So take one of the examples I use: the Bush administration’s efforts to justify the illegal war of aggression against Iraq in 2003. That turned heavily on the misrepresentation of the facts. It turned heavily on Fox News, in particular, indoctrinating a large part of the population into thinking there was some connection between Saddam Hussein and al-Qaeda when there was none.

And then take something like climate change, where there’s a constant disagreement about the facts with so-called skeptics who insist, in the public sphere, that the science doesn’t really establish this. These are fact disputes, not value disputes.

I certainly agree with you that there are value disputes, but the establishment of facts is hugely important.

Sean Illing
Just to be clear, I’m not saying facts don’t matter. I’m saying politics is about deciding what we ought to do in light of what is. And in order to have that kind of conservation, we need the free exchange of ideas.

Brian Leiter
Again, I’d resist that a little bit. I think most of our disputes are about factual questions. I mean, Bernie Sanders and Elizabeth Warren aren’t saying, “In order to promote the values of equality and well-being, we need higher taxes on the rich.” And the other side isn’t saying, “We’re not interested in equality or freedom.” They say, “We don’t think that’s the way to realize those values.”

Sean Illing
I disagree about that, but I don’t want tumble down a rabbit hole here, so let’s stay on topic. Is there any way to maintain a free society without simply accepting that most opinions on serious topics are bad and ill informed, and yet that’s the price we pay for allowing citizens to express their political identity?

Brian Leiter
There is clearly a lot of value to people in letting them express their political identity, their moral views, and so on. It’s important to people’s well-being to be able to speak their mind. I don’t want to discount the value of that. I just think that’s one value that should go into a broader calculation that takes into account all the harms that are related to the expression of certain kinds of views.

Sean Illing
Do you think people are free in any meaningful sense if what they’re allowed to hear, or see, or read, is controlled or constrained in any way?

Brian Leiter
It depends on what kind of control and regulation is involved. So I’ll give you another analogy. I control what the students in my class read and discuss. I actually think this enhances their freedom and their autonomy by bringing to their attention substantive materials, helping them frame thinking about these particular issues, and so on. So regulation isn’t necessarily incompatible with free thinking.
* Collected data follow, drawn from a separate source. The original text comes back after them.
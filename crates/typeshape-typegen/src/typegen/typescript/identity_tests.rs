use typeshape_core::{Field, TypeGraphBuilder, TypeKind};

use super::identity::resolve;
use crate::test_utils::{SHOP, customer, page, status};

#[test]
fn struct_keyed_by_printable_name() {
    let mut b = TypeGraphBuilder::new();
    let buyer = customer(&mut b);
    let graph = b.finish();

    let info = resolve(&graph, buyer);
    assert!(!info.is_generic);
    assert!(!info.is_basic);
    assert!(!info.is_alias);
    assert_eq!(info.kind, TypeKind::Struct);
    assert_eq!(info.base_name, "Customer");
    assert_eq!(info.qualified_name, "shop.Customer");
    assert_eq!(info.generic_params, "");
}

#[test]
fn instantiations_share_one_key() {
    let mut b = TypeGraphBuilder::new();
    let int = b.primitive(TypeKind::Int);
    let buyer = customer(&mut b);
    let by_int = page(&mut b, int);
    let by_customer = page(&mut b, buyer);
    let graph = b.finish();

    let first = resolve(&graph, by_int);
    let second = resolve(&graph, by_customer);

    assert!(first.is_generic && second.is_generic);
    assert_eq!(first.qualified_name, "shop.Page");
    assert_eq!(second.qualified_name, "shop.Page");
    assert_eq!(first.base_name, "Page");
    assert_eq!(first.generic_params, "int");
    assert_eq!(second.generic_params, "Customer");
    assert_eq!(second.generic_reference(), "Page<Customer>");
}

#[test]
fn generic_argument_keeps_last_segment() {
    let mut b = TypeGraphBuilder::new();
    let buyer = customer(&mut b);
    let list = b.slice(buyer);
    let listed = page(&mut b, list);
    let graph = b.finish();

    let info = resolve(&graph, listed);
    assert_eq!(graph.def(listed).name, "Page[[]example.com/shop.Customer]");
    assert_eq!(info.generic_params, "Customer");
}

#[test]
fn predeclared_primitive_is_basic() {
    let mut b = TypeGraphBuilder::new();
    let int = b.primitive(TypeKind::Int);
    let graph = b.finish();

    let info = resolve(&graph, int);
    assert!(info.is_basic);
    assert!(!info.is_alias);
    assert_eq!(info.qualified_name, "int");
}

#[test]
fn declared_primitive_is_alias() {
    let mut b = TypeGraphBuilder::new();
    let state = status(&mut b);
    let graph = b.finish();

    let info = resolve(&graph, state);
    assert!(info.is_alias);
    assert!(!info.is_basic);
    assert_eq!(info.kind, TypeKind::String);
    assert_eq!(info.qualified_name, "shop.Status");
}

#[test]
fn interface_flagged() {
    let mut b = TypeGraphBuilder::new();
    let any = b.any();
    let named = b.declare(TypeKind::Interface, SHOP, "Notifier");
    let graph = b.finish();

    let any = resolve(&graph, any);
    assert!(any.is_interface);
    assert_eq!(any.qualified_name, "interface {}");

    let named = resolve(&graph, named);
    assert!(named.is_interface);
    assert_eq!(named.base_name, "Notifier");
}

#[test]
fn unnamed_types_are_never_generic() {
    let mut b = TypeGraphBuilder::new();
    let string = b.primitive(TypeKind::String);
    let buyer = customer(&mut b);
    let wrapped = page(&mut b, buyer);
    let map = b.map(string, wrapped);
    let inline = b.inline_struct(vec![Field::new("Page", wrapped)]);
    let graph = b.finish();

    let map = resolve(&graph, map);
    assert!(!map.is_generic);
    assert_eq!(map.qualified_name, "map[string]shop.Page[example.com/shop.Customer]");

    let inline = resolve(&graph, inline);
    assert!(!inline.is_generic);
    assert_eq!(inline.base_name, "");
}

#[test]
fn generic_key_allows_any_package_segment() {
    let mut b = TypeGraphBuilder::new();
    let int = b.primitive(TypeKind::Int);
    let hyphen = b.instantiate(TypeKind::Struct, "example.com/shop/my-app", "Page", &[int]);
    let dotted = b.instantiate(TypeKind::Struct, "gopkg.in/yaml.v3", "Node", &[int]);
    let graph = b.finish();

    let hyphen = resolve(&graph, hyphen);
    assert!(hyphen.is_generic);
    assert_eq!(hyphen.qualified_name, "my-app.Page");
    assert_eq!(hyphen.generic_reference(), "Page<int>");

    let dotted = resolve(&graph, dotted);
    assert!(dotted.is_generic);
    assert_eq!(dotted.qualified_name, "yaml.v3.Node");
    assert_eq!(dotted.base_name, "Node");
}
But that brings us back to the question I touched on at the very beginning. The best argument for broad freedom of expression is skepticism about whether those who would regulate expression would do so in a way that was productive and constructive, rather than simply making things worse.

Sean Illing
Although you keep expressing skepticism, you still seem to think we’d be better off with gatekeepers — some institution or body of institutions that decides what should or shouldn’t be expressed in the public sphere.

Brian Leiter
That would seem to be the conclusion following from the arguments in the first part of the paper. But my conclusion is that even if there isn’t enough positive value to speech to justify its unfettered expression, there are certainly reasons to be worried about whether capitalist democracies will regulate speech in ways that aren’t simply pernicious.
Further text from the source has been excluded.